Keesokkan harinya aku berharap dia mengunjungi rumahku, begitupun dengan kedua orangtuaku, tetapi dia menghubungiku kalau dia harus langsung ke kantor, akupun mencoba memahaminya. Setelah dua hari dia pulang, dia menghubungiku untuk mengajaku makan di luar, aku tidak bisa karena ada orangtuaku, dan diapun tahu kalau aku tidak sebebas wanita lain untuk pergi keluar malam. Mungkin dia kecewa, tapi sebenarnya akupun mau menemuinya, tak dapat dipungkiri akupun merindukkannya.
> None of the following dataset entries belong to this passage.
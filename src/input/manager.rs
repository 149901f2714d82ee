//! Input manager for handling different file types

use crate::error::{Result, ResumeAnalyzerError};
use crate::input::file_detector::FileType;
use crate::input::text_extractor::{DocxExtractor, PdfExtractor, PlainTextExtractor, TextExtractor};
use log::{debug, info};
use std::collections::HashMap;
use std::path::Path;
use tokio::fs;

pub struct InputManager {
    cache: HashMap<String, String>,
    enable_cache: bool,
}

impl InputManager {
    pub fn new() -> Self {
        Self {
            cache: HashMap::new(),
            enable_cache: true,
        }
    }

    pub fn with_cache(mut self, enable: bool) -> Self {
        self.enable_cache = enable;
        self
    }

    /// Read a document from disk and return its trimmed plain text.
    ///
    /// The extension decides the parser. Unsupported extensions fail before
    /// the file is read.
    pub async fn extract_text(&mut self, path: &Path) -> Result<String> {
        let path_str = path.to_string_lossy().to_string();

        if self.enable_cache {
            if let Some(cached_text) = self.cache.get(&path_str) {
                info!("Using cached text for: {}", path.display());
                return Ok(cached_text.clone());
            }
        }

        let extension = path
            .extension()
            .and_then(|ext| ext.to_str())
            .unwrap_or_default();
        let file_type = FileType::from_extension(extension);
        if !file_type.is_supported() {
            return Err(unsupported(&format!("{} ({})", path.display(), describe_extension(extension))));
        }

        if !path.exists() {
            return Err(ResumeAnalyzerError::InvalidInput(
                format!("File does not exist: {}", path.display())
            ));
        }

        info!("Extracting {} text from: {}", file_type, path.display());
        let bytes = fs::read(path).await?;
        let text = Self::extract_typed(&bytes, file_type)?;

        if self.enable_cache {
            self.cache.insert(path_str, text.clone());
        }

        Ok(text)
    }

    /// Extract trimmed plain text from an uploaded document given its declared
    /// extension. An empty string is a valid result.
    pub fn extract_from_bytes(&self, bytes: &[u8], extension: &str) -> Result<String> {
        let file_type = FileType::from_extension(extension);
        if !file_type.is_supported() {
            return Err(unsupported(&describe_extension(extension)));
        }
        Self::extract_typed(bytes, file_type)
    }

    fn extract_typed(bytes: &[u8], file_type: FileType) -> Result<String> {
        let raw = match file_type {
            FileType::Pdf => PdfExtractor.extract(bytes)?,
            FileType::Docx => DocxExtractor.extract(bytes)?,
            FileType::Text => PlainTextExtractor.extract(bytes)?,
            FileType::Unknown => return Err(unsupported("unknown")),
        };

        let text = raw.trim().to_string();
        debug!("Extracted {} characters of {} text", text.chars().count(), file_type);
        Ok(text)
    }

    pub fn clear_cache(&mut self) {
        self.cache.clear();
    }

    pub fn cache_size(&self) -> usize {
        self.cache.len()
    }
}

impl Default for InputManager {
    fn default() -> Self {
        Self::new()
    }
}

fn describe_extension(extension: &str) -> String {
    let ext = extension.trim_start_matches('.');
    if ext.is_empty() {
        "no extension".to_string()
    } else {
        format!(".{}", ext)
    }
}

fn unsupported(what: &str) -> ResumeAnalyzerError {
    ResumeAnalyzerError::UnsupportedFormat(format!(
        "{}. Supported: {}",
        what,
        FileType::supported_extensions().join(", ")
    ))
}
Hari berganti hari, diapun belum juga menemui orangtuaku semenjak kepulangannya, akupun mulai merasa kesal dan marah padanya, terlebih lagi orangtuaku yang selalu menanyakannya. Sebelumnya, orang tuaku tidak pernah seperti ini terhadap pacarku, mungkin karena aku telah menyampaikan bahwa dia ingin serius dengan menikahiku.
Di sinilah emosiku memuncak, aku berpikir sesibuk apun dia, apa salahnya untuk menemuiku, mengunjungi orangtuaku sekedar waktu 5 menit meluangkan waktu untuk menyapa orang tuaku. Tetapi, itu hanya angan-anganku. Hari semakin berganti dan diapun tidak muncul, hingga percekcokan itu pun muncul dan diapun lebih memilih mundur. Aku masih berjuang untuk menghubinginya dan menyelesaikan masalah ini, tapi dia tetap memilih mundur. Sakit, bahkan sangat sakit, di saat aku mencoba membuka hati dan menerima, dan juga memberi harapan pada orangtuaku, semua itu pergi begitu saja.
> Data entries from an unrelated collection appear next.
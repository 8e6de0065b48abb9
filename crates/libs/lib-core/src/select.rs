//! Selectable option rows used by dropdown menus.
//!
//! An option is identified by [`SelectionKey`], which must be deterministic so the
//! row keeps its identity across re-renders. Whether a row is highlighted is decided
//! by the value type's own `PartialEq` against the currently chosen value.

use crate::i18n::Language;

/// Stable identity of a value used as a selection key.
pub trait SelectionKey {
    fn selection_key(&self) -> String;
}

impl SelectionKey for String {
    fn selection_key(&self) -> String {
        self.clone()
    }
}

impl SelectionKey for &str {
    fn selection_key(&self) -> String {
        (*self).to_string()
    }
}

macro_rules! impl_selection_key_for_int {
    ($($ty:ty),*) => {
        $(impl SelectionKey for $ty {
            fn selection_key(&self) -> String {
                self.to_string()
            }
        })*
    };
}

impl_selection_key_for_int!(u8, u16, u32, u64, usize, i32, i64);

impl SelectionKey for Language {
    fn selection_key(&self) -> String {
        self.code().to_string()
    }
}

/// Payload handed to the selection callback.
#[derive(Debug, Clone, PartialEq, Eq)]
pub struct Selected<T> {
    pub value: T,
}

#[derive(Debug, Clone, Copy, PartialEq, Eq)]
pub struct OptionPosition {
    pub index: usize,
    pub option_length: usize,
}

impl OptionPosition {
    pub fn new(index: usize, option_length: usize) -> Self {
        Self { index, option_length }
    }

    pub fn is_first(self) -> bool {
        self.index == 0
    }

    pub fn is_last(self) -> bool {
        self.option_length > 0 && self.index == self.option_length - 1
    }
}

/// Visual state of one row; the renderer maps it to classes.
#[derive(Debug, Clone, Copy, Default, PartialEq, Eq)]
pub struct RowState {
    pub selected: bool,
    pub first: bool,
    pub last: bool,
}

#[derive(Debug, Clone, PartialEq, Eq)]
pub struct SelectableOption<T> {
    pub value: T,
    pub display: String,
    pub image: String,
}

impl<T> SelectableOption<T>
where
    T: SelectionKey + PartialEq + Clone,
{
    pub fn new(value: T, display: impl Into<String>, image: impl Into<String>) -> Self {
        Self {
            value,
            display: display.into(),
            image: image.into(),
        }
    }

    pub fn key(&self) -> String {
        self.value.selection_key()
    }

    pub fn is_selected(&self, current: &T) -> bool {
        self.value == *current
    }

    pub fn row_state(&self, current: &T, position: OptionPosition) -> RowState {
        RowState {
            selected: self.is_selected(current),
            first: position.is_first(),
            last: position.is_last(),
        }
    }

    /// Report a user activation of this row: `on_select` runs once with this row's value.
    pub fn activate<F>(&self, on_select: F)
    where
        F: FnOnce(Selected<T>),
    {
        on_select(Selected {
            value: self.value.clone(),
        });
    }
}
Aku tidak menyalahkan siapun, aku menyalahkan diriku sendiri karena keegosinku, dan karena aku yang telah mengecewakan orangtuaku, memberi harapan palsu pada mereka. Maafkan aku, maafkan aku ibu, ayah maafkan aku. Bahkan semua terasa lebih sakit di saat aku mulai mencintainya dan diapun memilih pergi, sekali lagi maafkan aku ibu, ayah maafkan aku. Aku hanya berdoa untuk kesehatan kalian, suapaya kalian bisa melihatku menikah suatu saat nanti dengan pria terbaik untuk menjadi menantu terbaikmu. Bersabarlah ibu, ayah. Bersabarlah.